ASSIGNED TASK
Your answer should be every line of the records that contains the word "lines".

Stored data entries
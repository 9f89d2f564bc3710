//! Language and pause tagging for mixed Spanish/English text
//!
//! `habla-core` turns raw prose into sentence lines whose tokens each carry a
//! language (Spanish, English) or mark a pause, ready for a multi-voice speech
//! synthesizer. Quoted and parenthesized regions are resolved on their own,
//! leading runs of strong English words are forced to English, and
//! punctuation becomes silence of a configurable length.
//!
//! # Example
//!
//! ```rust
//! use habla_core::{lexicon_pipeline, Config, Language};
//!
//! let pipeline = lexicon_pipeline(Config::default()).unwrap();
//! let document = pipeline.process("Hola, ¿qué tal tu día?");
//!
//! let line = &document.lines[0];
//! assert_eq!(line.language, Language::Spanish);
//! assert_eq!(line.spoken_text(), "Hola qué tal tu día");
//! assert_eq!(line.tokens[1].silence_ms, Some(230));
//! assert_eq!(line.tokens.last().unwrap().silence_ms, Some(900));
//! ```

pub mod classifier;
pub mod config;
pub mod error;
pub mod language;
pub mod lexicon;
pub mod line;
pub mod output;
pub mod pipeline;
pub mod prefix;
pub mod resolver;
pub mod silence;
pub mod span;
pub mod text;

pub use classifier::{
    normalize_confidence, CacheStats, Classification, Classifier, ConfidenceBucket,
    LanguageModel, LexiconModel, RawScore,
};
#[cfg(feature = "lingua")]
pub use classifier::LinguaModel;
pub use config::{Config, ConfigBuilder, Thresholds};
pub use error::{Error, Result};
pub use language::Language;
pub use lexicon::Stopwords;
pub use line::{LineAnnotation, LineClassifier};
pub use output::{Document, Line, ResolvedToken, Utterance};
pub use pipeline::{lexicon_pipeline, Pipeline, PipelineBuilder};
pub use prefix::PrefixRunDetector;
pub use resolver::TokenResolver;
pub use silence::SilenceMapper;
pub use span::{SpanParser, Token, TokenKind};

pub use habla_segment::{SentenceSegmenter, WordTokenizer};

RESULT FOR THIS EXERCISE
//! `habla-core` turns raw prose into sentence lines whose tokens each carry a
//! let line = &document.lines[0];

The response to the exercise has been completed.